Moldavian Subcarpathians (Subcarpații Moldovei) is a geographic area located in the northeast of Romania, to the east of the Eastern Carpathian Mountains. The Moldavian Subcarpathians are considered to be part of the Moldavian Plateau. They are composed of:

- Pleșului Ridge (Culmea Pleșului)
- Neamț Depression (Depresiunea Neamțului)
- Boiștea Hill (Dealul Boiștea)
- Cornii Hills (Dealurile Cornii)
- Cracău–Bistrița Depression (Depresiunea Cracău–Bistrița)

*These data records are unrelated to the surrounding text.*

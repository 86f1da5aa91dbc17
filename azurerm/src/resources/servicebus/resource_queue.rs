//! Service Bus queue resource

use async_trait::async_trait;
use tfplug::context::Context;
use tfplug::defaults::StaticDefault;
use tfplug::plan_modifier::{RequiresReplace, UseStateForUnknown};
use tfplug::resource::{
    ConfigureResourceRequest, ConfigureResourceResponse, CreateResourceRequest,
    CreateResourceResponse, DeleteResourceRequest, DeleteResourceResponse,
    ImportResourceStateRequest, ImportResourceStateResponse, ReadResourceRequest,
    ReadResourceResponse, Resource, ResourceSchemaRequest, ResourceSchemaResponse,
    ResourceWithConfigure, ResourceWithImportState, UpdateResourceRequest, UpdateResourceResponse,
    ValidateResourceConfigRequest, ValidateResourceConfigResponse,
};
use tfplug::schema::{AttributeBuilder, AttributeType, SchemaBuilder};
use tfplug::types::{Diagnostic, DynamicValue};
use tfplug::validator::{NumberRangeValidator, StringOneOfValidator};
use tracing::info;

use super::entity::{
    configured_max_size, duration_attribute, express_not_supported, namespace_is_premium,
    ENTITY_STATUSES,
};
use crate::api::servicebus::{Queue, QueueProperties};
use crate::api::{ApiError, Client};
use crate::parse::{NamespaceId, QueueId, ResourceId};
use crate::resources::common::{
    api_diagnostic, attr, config_id, create_failed, ensure_absent, import_by_id, not_configured,
    read_failed, read_response, required_string, state_id, store_provider_data, update_failed,
    StateWriter, WriteMode,
};
use crate::validate::attribute;
use crate::AzureRmProviderData;

const TYPE_NAME: &str = "azurerm_servicebus_queue";

#[derive(Default)]
pub struct ServiceBusQueueResource {
    provider_data: Option<AzureRmProviderData>,
}

impl ServiceBusQueueResource {
    pub fn new() -> Self {
        Self::default()
    }
}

- Runc Hills (Dealul Runc)
- Bărboiu Hills (Dealurile Bărboiu)
- Pietricica Ridge (Culmea Pietricica)
- Tazlău–Cașin Depression (Depresiunea Tazlău–Cașin)
- Oușuru Hills (Dealurile Oușoru)
- Zabranț Hills (Dealurile Zabranț)
- Răchitaș Hills (Dealurile Răchitaș)

The Moldavian Subcarpathians are separated from the rest of the Moldavian Plateau by the Siret and Moldova River valleys (north and east), and are bounded by the Curvature Subcarpathians (Subcarpații de Curbură) to the south. The highest point is Pleșului Ridge (northwest of Târgu Neamț), with an altitude of 911 m.